La venue d’un homme de type mongoloïde, d’assez petite taille, au sourire gai et aux allures impératives, attira l’attention générale. Ses assistants lui obéissaient avec l’empressement joyeux des soldats de l’antiquité commandés par un grand capitaine. Mais le prestige du martre n’annulait pas leur propre initiative. C’était un groupe uni de gens énergiques, prêts à combattre le pire ennemi de l’homme : la mort.
En apprenant que la fiche d’hérédité de Ren Boz n’était pas encore arrivée, Af Nout s’emporta ; mais il se calma aussitôt, quand on lui dit qu’Evda Nal en personne s’était chargée de la remplir et de l’apporter.
Le directeur de l’observatoire demanda prudemment à quoi servirait l’hérédité de Ren Boz et quelle aide pouvaient lui fournir ses ancêtres. Af Nout plissa les paupières avec malice, comme s’il confiait un secret à un ami.
— L’ascendance de tout individu est étudiée non seulement pour comprendre sa structure psychique et pronostiquer dans ce domaine. Non moins importantes sont les données sur les particularités neurophysiologiques, la résistance de l’organisme, l’immunologie, la réaction sensitive aux traumatismes et l’allergie aux remèdes. Le choix du traitement est impossible sans la connaissance de la structure héréditaire et des conditions de vie des ancêtres.

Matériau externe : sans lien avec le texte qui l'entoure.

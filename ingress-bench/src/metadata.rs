//! Cluster identity captured once per run and stamped onto every result.

use k8s_openapi::api::apps::v1::Deployment;
use k8s_openapi::api::core::v1::Node;
use kube::api::{Api, ListParams};
use kube::Client;
use serde::{Deserialize, Serialize};
use tracing::{info, warn};

use crate::cluster::ClusterError;

const ROUTER_NAMESPACE: &str = "openshift-ingress";
const ROUTER_DEPLOYMENT: &str = "router-default";

#[derive(Clone, Debug, Default, PartialEq, Serialize, Deserialize)]
pub struct ClusterMetadata {
    pub k8s_version: String,
    pub total_nodes: usize,
    pub worker_nodes: usize,
    pub infra_nodes: usize,
    /// Ingress router version, best-effort. Absent when the router
    /// deployment is missing or carries an untagged image.
    pub router_version: Option<String>,
}

impl ClusterMetadata {
    pub async fn capture(client: &Client) -> Result<Self, ClusterError> {
        let info = client.apiserver_version().await?;
        let nodes: Api<Node> = Api::all(client.clone());
        let node_list = nodes.list(&ListParams::default()).await?;
        let mut worker_nodes = 0;
        let mut infra_nodes = 0;
        for node in &node_list {
            let labels = node.metadata.labels.clone().unwrap_or_default();
            if labels.contains_key("node-role.kubernetes.io/worker") {
                worker_nodes += 1;
            }
            if labels.contains_key("node-role.kubernetes.io/infra") {
                infra_nodes += 1;
            }
        }
        let router_version = detect_router_version(client).await;
        match &router_version {
            Some(v) => info!(version = %v, "detected ingress router version"),
            None => warn!("could not detect ingress router version"),
        }
        Ok(Self {
            k8s_version: info.git_version,
            total_nodes: node_list.items.len(),
            worker_nodes,
            infra_nodes,
            router_version,
        })
    }
}

async fn detect_router_version(client: &Client) -> Option<String> {
    let api: Api<Deployment> = Api::namespaced(client.clone(), ROUTER_NAMESPACE);
    let dep = api.get_opt(ROUTER_DEPLOYMENT).await.ok().flatten()?;
    let image = dep
        .spec?
        .template
        .spec?
        .containers
        .first()?
        .image
        .clone()?;
    image_tag(&image)
}

fn image_tag(image: &str) -> Option<String> {
    image
        .rsplit_once(':')
        .map(|(_, tag)| tag)
        // A colon inside the registry host is a port, not a tag.
        .filter(|tag| !tag.contains('/'))
        .map(str::to_string)
}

Comme le directeur allait poser une autre question, Af Nout l’arrêta :
— J’en ai assez dit pour vous mettre sur la voie. Le temps presse !
Le directeur balbutia des excuses que l’autre ne prit pas la peine d’écouter.
Sur la plate-forme aménagée au pied de la montagne, on dressait en hâte une salle d’opération où on amenait l’eau, le courant et l’air comprimé. D’innombrables ouvriers offraient leurs services à l’envi, et le pavillon en éléments préfabriqués fut monté en trois heures. Parmi les médecins qui avaient bâti l’installation expérimentale, les assistants d’Af Nout choisirent quinze personnes pour desservir cette clinique érigée en hâte. Ren Boz fut transféré sous la coupole en plastique translucide, entièrement stérilisée et ventilée à l’air pur, qui passait par des filtres spéciaux. Af Nout et quatre assistants entrèrent dans le premier compartiment de la salle d’opération et y restèrent plusieurs heures pour s’exposer aux ondes bactéricides et à l’air saturé d’émanations désinfectantes jusqu’à ce que leur haleine elle-même devînt aseptique. Alors, ils se mirent à l’œuvre, alertes et sûrs d’eux.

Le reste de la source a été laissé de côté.